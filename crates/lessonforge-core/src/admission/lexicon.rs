//! Script detection and the educational-intent keyword lexicon.

/// Writing systems the admission filter understands
#[derive(Debug, Clone, Copy, PartialEq, Eq, Hash)]
pub enum Script {
    Latin,
    Devanagari,
    Bengali,
    Gurmukhi,
    Gujarati,
    Tamil,
    Telugu,
    Kannada,
    Malayalam,
    Arabic,
    Cyrillic,
    Greek,
    Hebrew,
    Thai,
    Han,
    Kana,
    Hangul,
}

/// Classify a character into a supported script, if any
pub fn script_of(c: char) -> Option<Script> {
    let script = match c as u32 {
        0x41..=0x5A | 0x61..=0x7A | 0xC0..=0xD6 | 0xD8..=0xF6 | 0xF8..=0x24F => Script::Latin,
        0x0900..=0x097F => Script::Devanagari,
        0x0980..=0x09FF => Script::Bengali,
        0x0A00..=0x0A7F => Script::Gurmukhi,
        0x0A80..=0x0AFF => Script::Gujarati,
        0x0B80..=0x0BFF => Script::Tamil,
        0x0C00..=0x0C7F => Script::Telugu,
        0x0C80..=0x0CFF => Script::Kannada,
        0x0D00..=0x0D7F => Script::Malayalam,
        0x0600..=0x06FF | 0x0750..=0x077F => Script::Arabic,
        0x0400..=0x04FF => Script::Cyrillic,
        0x0370..=0x03FF => Script::Greek,
        0x0590..=0x05FF => Script::Hebrew,
        0x0E00..=0x0E7F => Script::Thai,
        0x4E00..=0x9FFF | 0x3400..=0x4DBF => Script::Han,
        0x3040..=0x30FF => Script::Kana,
        0xAC00..=0xD7AF | 0x1100..=0x11FF => Script::Hangul,
        _ => return None,
    };
    Some(script)
}

/// True if the text contains any supported script other than Latin
pub fn has_non_latin_script(text: &str) -> bool {
    text.chars()
        .filter_map(script_of)
        .any(|script| script != Script::Latin)
}

/// Latin-script keywords, lowercase. Entries of five or more characters also
/// match as word prefixes ("explain" matches "explaining").
pub const LATIN_KEYWORDS: &[&str] = &[
    // English: actions
    "learn", "teach", "explain", "understand", "introduce", "describe", "demonstrate",
    "visualize", "visualise", "illustrate", "compare", "explore", "discover", "practice",
    "practise", "study", "review", "show", "how", "what", "why", "when", "who",
    // English: formats
    "lesson", "course", "tutorial", "quiz", "exam", "test", "lecture", "module",
    "chapter", "unit", "guide", "overview", "introduction", "intro", "basics",
    "fundamentals", "primer", "worksheet", "exercise", "flashcard", "simulation",
    "interactive", "diagram", "timeline", "activity", "game", "puzzle", "class",
    "students", "student", "beginner", "beginners", "kids", "children", "grade",
    "curriculum", "homework", "revision", "concept", "theory", "principle",
    // English: subjects
    "math", "maths", "mathematics", "algebra", "geometry", "calculus", "statistics",
    "fraction", "equation", "science", "physics", "chemistry", "biology", "ecology",
    "astronomy", "geology", "geography", "history", "economics", "finance",
    "literature", "poetry", "grammar", "vocabulary", "language", "spelling", "reading",
    "writing", "music", "art", "philosophy", "psychology", "sociology", "politics",
    "civics", "programming", "coding", "algorithm", "computer", "software",
    "engineering", "anatomy", "medicine", "health", "nutrition", "climate", "energy",
    "cell", "atom", "molecule", "planet", "photosynthesis", "evolution", "war",
    "revolution", "empire", "culture",
    // Spanish
    "aprender", "enseñar", "explicar", "lección", "leccion", "clase", "curso",
    "historia", "ciencia", "matemáticas", "matematicas", "física", "química",
    "biología", "idioma", "gramática",
    // French
    "apprendre", "enseigner", "expliquer", "leçon", "cours", "histoire", "sciences",
    "mathématiques", "physique", "chimie", "langue", "grammaire",
    // German
    "lernen", "lehren", "erklären", "erklaren", "lektion", "kurs", "unterricht",
    "geschichte", "wissenschaft", "mathematik", "physik", "chemie", "biologie",
    "sprache",
    // Portuguese
    "ensinar", "aula", "matemática", "ciências", "língua",
    // Italian
    "imparare", "insegnare", "spiegare", "lezione", "corso", "storia", "scienza",
    "matematica", "fisica", "chimica", "lingua",
];

/// Keywords for non-Latin scripts, matched as substrings
pub const SCRIPT_KEYWORDS: &[(Script, &[&str])] = &[
    (
        Script::Devanagari,
        &["सीख", "पढ़", "पाठ", "शिक्षा", "समझा", "विज्ञान", "गणित", "इतिहास", "भाषा", "अध्याय"],
    ),
    (
        Script::Bengali,
        &["শিখ", "পাঠ", "শিক্ষা", "বিজ্ঞান", "গণিত", "ইতিহাস", "ব্যাখ্যা"],
    ),
    (Script::Gurmukhi, &["ਸਿੱਖ", "ਪਾਠ", "ਸਿੱਖਿਆ", "ਵਿਗਿਆਨ", "ਗਣਿਤ"]),
    (Script::Gujarati, &["શીખ", "પાઠ", "શિક્ષણ", "વિજ્ઞાન", "ગણિત"]),
    (Script::Tamil, &["கற்", "பாடம்", "கல்வி", "அறிவியல்", "கணிதம்", "வரலாறு", "விளக்க"]),
    (Script::Telugu, &["నేర్చు", "పాఠం", "విద్య", "విజ్ఞాన", "గణితం", "చరిత్ర", "వివరించ"]),
    (Script::Kannada, &["ಕಲಿ", "ಪಾಠ", "ಶಿಕ್ಷಣ", "ವಿಜ್ಞಾನ", "ಗಣಿತ"]),
    (Script::Malayalam, &["പഠ", "പാഠം", "വിദ്യാഭ്യാസ", "ശാസ്ത്ര", "ഗണിത"]),
    (
        Script::Arabic,
        &["تعلم", "تعليم", "درس", "شرح", "علوم", "رياضيات", "تاريخ", "لغة", "اشرح"],
    ),
    (
        Script::Cyrillic,
        &["изуч", "урок", "объясн", "учить", "обучен", "курс", "наука", "математик", "истори", "физик"],
    ),
    (Script::Greek, &["μάθη", "μαθαίν", "εξήγη", "ιστορία", "επιστήμη", "μαθηματικά"]),
    (Script::Hebrew, &["ללמוד", "שיעור", "הסבר", "מדע", "מתמטיקה", "היסטוריה"]),
    (Script::Thai, &["เรียน", "สอน", "บทเรียน", "อธิบาย", "วิทยาศาสตร์", "คณิตศาสตร์", "ประวัติศาสตร์"]),
    (
        Script::Han,
        &["学习", "學習", "教学", "教學", "解释", "解釋", "课程", "課程", "数学", "數學", "科学", "科學", "历史", "歷史", "语言"],
    ),
    (Script::Kana, &["学ぶ", "勉強", "説明", "授業", "レッスン", "学習", "教え", "クイズ"]),
    (Script::Hangul, &["배우", "학습", "설명", "수업", "강의", "과학", "수학", "역사", "공부"]),
];

/// True if any word or substring matches the educational lexicon
pub fn has_educational_keyword(text: &str) -> bool {
    let lower = text.to_lowercase();

    let latin_hit = lower
        .split(|c: char| !c.is_alphanumeric())
        .filter(|word| !word.is_empty())
        .any(|word| {
            LATIN_KEYWORDS.iter().any(|keyword| {
                word == *keyword || (keyword.chars().count() >= 5 && word.starts_with(keyword))
            })
        });
    if latin_hit {
        return true;
    }

    SCRIPT_KEYWORDS
        .iter()
        .flat_map(|(_, keywords)| keywords.iter())
        .any(|keyword| lower.contains(keyword))
}
//! Main Gateway implementation
//!
//! HTTP surface for lesson generation, compilation and sandboxed delivery.

use axum::{
    extract::{rejection::JsonRejection, ConnectInfo, Path, Query, State},
    http::{HeaderMap, StatusCode},
    response::{Html, IntoResponse, Response},
    routing::{get, post},
    Json, Router,
};
use serde::Deserialize;
use std::net::SocketAddr;
use std::sync::Arc;
use std::time::Instant;
use tower_http::cors::CorsLayer;
use tower_http::trace::TraceLayer;
use uuid::Uuid;

use lessonforge_agent::{LessonGenerator, LessonPipeline, OpenRouterGenerator, RepairOrchestrator};
use lessonforge_core::{
    ForgeError, LessonRecord, LessonStatus, LessonStore, MemoryLessonStore, SqliteLessonStore,
};
use lessonforge_sandbox::{escape_html, LessonCompiler, SandboxExecutor};

use crate::config::GatewayConfig;
use crate::quota::{QuotaDecision, QuotaGuard};
use crate::{GatewayError, Result};

/// Default page size for lesson listings
const DEFAULT_LIST_LIMIT: usize = 50;
const MAX_LIST_LIMIT: usize = 200;

/// Gateway state shared across handlers
pub struct GatewayState {
    pub config: GatewayConfig,
    pub pipeline: Arc<LessonPipeline>,
    pub compiler: LessonCompiler,
    pub sandbox: SandboxExecutor,
    pub generation_quota: QuotaGuard,
    pub compilation_quota: QuotaGuard,
}

impl GatewayState {
    /// Assemble state around an explicit generator and store
    pub fn new(
        config: GatewayConfig,
        generator: Arc<dyn LessonGenerator>,
        store: Arc<dyn LessonStore>,
    ) -> Result<Self> {
        let pipeline = LessonPipeline::new(generator, store)
            .with_orchestrator(RepairOrchestrator::with_max_attempts(config.pipeline.max_attempts))
            .with_timeout(config.pipeline.timeout())
            .with_duplicate_window(config.pipeline.duplicate_window());
        let sandbox = SandboxExecutor::new(config.sandbox.clone())
            .map_err(|e| GatewayError::InvalidConfig(e.to_string()))?;

        Ok(Self {
            generation_quota: QuotaGuard::new(config.quota.generation),
            compilation_quota: QuotaGuard::new(config.quota.compilation),
            pipeline: Arc::new(pipeline),
            compiler: LessonCompiler::new(),
            sandbox,
            config,
        })
    }

    /// Build the OpenRouter generator and the configured store
    pub fn from_config(config: GatewayConfig) -> Result<Self> {
        let generator = OpenRouterGenerator::from_config(&config.generator)
            .map_err(|e| GatewayError::InvalidConfig(e.to_string()))?;
        let store = open_store(&config)?;
        Self::new(config, Arc::new(generator), store)
    }

    pub fn store(&self) -> &Arc<dyn LessonStore> {
        self.pipeline.store()
    }
}

fn open_store(config: &GatewayConfig) -> Result<Arc<dyn LessonStore>> {
    match &config.storage.database_path {
        Some(path) => {
            if let Some(parent) = std::path::Path::new(path).parent() {
                if !parent.as_os_str().is_empty() {
                    std::fs::create_dir_all(parent)?;
                }
            }
            let store = SqliteLessonStore::open(path)?;
            tracing::info!("Lesson store: {}", path);
            Ok(Arc::new(store))
        }
        None => {
            tracing::warn!("Lesson store: in-memory, lessons are lost on restart");
            Ok(Arc::new(MemoryLessonStore::new()))
        }
    }
}

/// Client identity for quotas: first `X-Forwarded-For` entry, else the peer
/// address, else `unknown`
pub fn client_key(headers: &HeaderMap, peer: Option<SocketAddr>) -> String {
    headers
        .get("x-forwarded-for")
        .and_then(|v| v.to_str().ok())
        .and_then(|v| v.split(',').next())
        .map(str::trim)
        .filter(|v| !v.is_empty())
        .map(str::to_string)
        .or_else(|| peer.map(|addr| addr.ip().to_string()))
        .unwrap_or_else(|| "unknown".to_string())
}

#[derive(Debug, Deserialize)]
pub struct CreateLessonRequest {
    pub outline: String,
}

#[derive(Debug, Deserialize)]
pub struct CompileRequest {
    pub source: String,
}

#[derive(Debug, Deserialize)]
pub struct ListParams {
    pub limit: Option<usize>,
}

/// Main Gateway
pub struct Gateway {
    state: Arc<GatewayState>,
}

impl Gateway {
    pub fn new(state: GatewayState) -> Self {
        Self {
            state: Arc::new(state),
        }
    }

    /// Create a gateway from configuration
    pub fn from_config(config: GatewayConfig) -> Result<Self> {
        Ok(Self::new(GatewayState::from_config(config)?))
    }

    /// Get gateway state
    pub fn state(&self) -> Arc<GatewayState> {
        self.state.clone()
    }

    /// Build the Axum router
    pub fn build_router(&self) -> Router {
        Router::new()
            .route("/", get(Self::handle_index))
            .route("/health", get(Self::handle_health))
            .route("/api/lessons", post(Self::handle_create_lesson).get(Self::handle_list_lessons))
            .route("/api/lessons/:id", get(Self::handle_get_lesson))
            .route("/api/compile", post(Self::handle_compile))
            .route("/lessons/:id", get(Self::handle_lesson_page))
            .layer(CorsLayer::permissive())
            .layer(TraceLayer::new_for_http())
            .with_state(self.state.clone())
    }

    /// Start the gateway server
    pub async fn start(&self) -> Result<()> {
        let addr = self.state.config.socket_addr()?;
        let router = self.build_router();

        tracing::info!("LessonForge gateway starting on {}", addr);

        let listener = tokio::net::TcpListener::bind(addr).await?;

        axum::serve(
            listener,
            router.into_make_service_with_connect_info::<SocketAddr>(),
        )
        .with_graceful_shutdown(shutdown_signal())
        .await
        .map_err(|e| GatewayError::Internal(e.to_string()))?;

        tracing::info!("Gateway stopped");
        Ok(())
    }

    fn check_quota(guard: &QuotaGuard, key: &str) -> Result<QuotaDecision> {
        let now = Instant::now();
        let decision = guard.admit_at(key, now);
        if !decision.allowed {
            tracing::info!(client = %key, "quota exhausted");
            return Err(GatewayError::RateLimitExceeded {
                retry_after_secs: decision.retry_after_secs(now),
            });
        }
        Ok(decision)
    }

    // HTTP handlers

    async fn handle_health() -> impl IntoResponse {
        Json(serde_json::json!({
            "status": "healthy",
            "version": crate::VERSION
        }))
    }

    async fn handle_create_lesson(
        State(state): State<Arc<GatewayState>>,
        peer: Option<ConnectInfo<SocketAddr>>,
        headers: HeaderMap,
        payload: std::result::Result<Json<CreateLessonRequest>, JsonRejection>,
    ) -> Result<Response> {
        let key = client_key(&headers, peer.map(|ConnectInfo(addr)| addr));
        Self::check_quota(&state.generation_quota, &key)?;

        let Json(request) = payload?;
        let record = state.pipeline.submit(&request.outline).await?;
        Ok((StatusCode::ACCEPTED, Json(record)).into_response())
    }

    async fn handle_list_lessons(
        State(state): State<Arc<GatewayState>>,
        Query(params): Query<ListParams>,
    ) -> Result<Json<serde_json::Value>> {
        let limit = params.limit.unwrap_or(DEFAULT_LIST_LIMIT).clamp(1, MAX_LIST_LIMIT);
        let records = state.store().list(limit).await?;
        let lessons: Vec<serde_json::Value> = records.iter().map(summary).collect();
        Ok(Json(serde_json::json!({ "lessons": lessons })))
    }

    async fn handle_get_lesson(
        State(state): State<Arc<GatewayState>>,
        Path(id): Path<Uuid>,
    ) -> Result<Json<LessonRecord>> {
        let record = state
            .store()
            .get(id)
            .await?
            .ok_or(ForgeError::LessonNotFound(id))?;
        Ok(Json(record))
    }

    async fn handle_compile(
        State(state): State<Arc<GatewayState>>,
        peer: Option<ConnectInfo<SocketAddr>>,
        headers: HeaderMap,
        payload: std::result::Result<Json<CompileRequest>, JsonRejection>,
    ) -> Result<Response> {
        let key = client_key(&headers, peer.map(|ConnectInfo(addr)| addr));
        Self::check_quota(&state.compilation_quota, &key)?;

        let Json(request) = payload?;
        let compiled = state.compiler.compile(&request.source)?;
        Ok(Json(compiled).into_response())
    }

    async fn handle_lesson_page(
        State(state): State<Arc<GatewayState>>,
        Path(id): Path<Uuid>,
    ) -> Result<Response> {
        let record = state
            .store()
            .get(id)
            .await?
            .ok_or(ForgeError::LessonNotFound(id))?;

        let content = match (record.status(), record.generated_content()) {
            (LessonStatus::Generated, Some(content)) => content,
            (LessonStatus::Generating, _) => {
                let page = notice_page(&record.title, "This lesson is still being generated. Refresh in a moment.");
                return Ok((StatusCode::ACCEPTED, Html(page)).into_response());
            }
            _ => {
                let message = record.error_message().unwrap_or("Lesson generation failed");
                let page = notice_page(&record.title, message);
                return Ok((StatusCode::NOT_FOUND, Html(page)).into_response());
            }
        };

        let compiled = state.compiler.compile(content)?;
        Ok(Html(state.sandbox.host_page(&compiled, &record.title, "/")).into_response())
    }

    async fn handle_index(State(state): State<Arc<GatewayState>>) -> Result<Html<String>> {
        let records = state.store().list(DEFAULT_LIST_LIMIT).await?;
        let items = records
            .iter()
            .map(|r| match r.status() {
                LessonStatus::Generated => format!(
                    r#"<li><a href="/lessons/{}">{}</a></li>"#,
                    r.id,
                    escape_html(&r.title)
                ),
                status => format!("<li>{} <em>({})</em></li>", escape_html(&r.title), status),
            })
            .collect::<Vec<_>>()
            .join("\n");
        Ok(Html(page("LessonForge", &format!("<h1>Lessons</h1>\n<ul>\n{}\n</ul>", items))))
    }
}

fn summary(record: &LessonRecord) -> serde_json::Value {
    serde_json::json!({
        "id": record.id,
        "title": record.title,
        "status": record.status(),
        "error_message": record.error_message(),
        "created_at": record.created_at,
        "updated_at": record.updated_at,
    })
}

fn notice_page(title: &str, message: &str) -> String {
    page(
        title,
        &format!(
            "<h1>{}</h1>\n<p>{}</p>\n<p><a href=\"/\">&larr; All lessons</a></p>",
            escape_html(title),
            escape_html(message)
        ),
    )
}

fn page(title: &str, body: &str) -> String {
    format!(
        "<!DOCTYPE html>\n<html lang=\"en\">\n<head>\n<meta charset=\"utf-8\">\n<title>{}</title>\n</head>\n<body>\n{}\n</body>\n</html>\n",
        escape_html(title),
        body
    )
}

async fn shutdown_signal() {
    if let Err(e) = tokio::signal::ctrl_c().await {
        tracing::error!("Failed to listen for shutdown signal: {}", e);
        std::future::pending::<()>().await;
    }
    tracing::info!("Gateway shutdown initiated");
}

#[cfg(test)]
mod tests {
    use super::*;
    use axum::http::HeaderValue;

    #[test]
    fn test_client_key_prefers_forwarded_for() {
        let mut headers = HeaderMap::new();
        headers.insert("x-forwarded-for", HeaderValue::from_static(" 203.0.113.7 , 10.0.0.1"));
        let peer: SocketAddr = "192.168.1.2:5000".parse().unwrap();
        assert_eq!(client_key(&headers, Some(peer)), "203.0.113.7");
    }

    #[test]
    fn test_client_key_falls_back_to_peer_then_unknown() {
        let peer: SocketAddr = "192.168.1.2:5000".parse().unwrap();
        assert_eq!(client_key(&HeaderMap::new(), Some(peer)), "192.168.1.2");
        assert_eq!(client_key(&HeaderMap::new(), None), "unknown");

        let mut blank = HeaderMap::new();
        blank.insert("x-forwarded-for", HeaderValue::from_static("  "));
        assert_eq!(client_key(&blank, None), "unknown");
    }

    #[test]
    fn test_notice_page_escapes_message() {
        let html = notice_page("Fractions", "<script>alert(1)</script>");
        assert!(!html.contains("<script>alert"));
        assert!(html.contains("&lt;script&gt;"));
    }
}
= = = = =
--- Exercise description ---
Retype the first line of the entries and every line after it, please, through the line that contains "script, if any". Add nothing.

--- Problem solution ---
filename crates/lessonforge-core/src/admission/lexicon.rs
//! Script detection and the educational-intent keyword lexicon.

/// Writing systems the admission filter understands
#[derive(Debug, Clone, Copy, PartialEq, Eq, Hash)]
pub enum Script {
    Latin,
    Devanagari,
    Bengali,
    Gurmukhi,
    Gujarati,
    Tamil,
    Telugu,
    Kannada,
    Malayalam,
    Arabic,
    Cyrillic,
    Greek,
    Hebrew,
    Thai,
    Han,
    Kana,
    Hangul,
}

/// Classify a character into a supported script, if any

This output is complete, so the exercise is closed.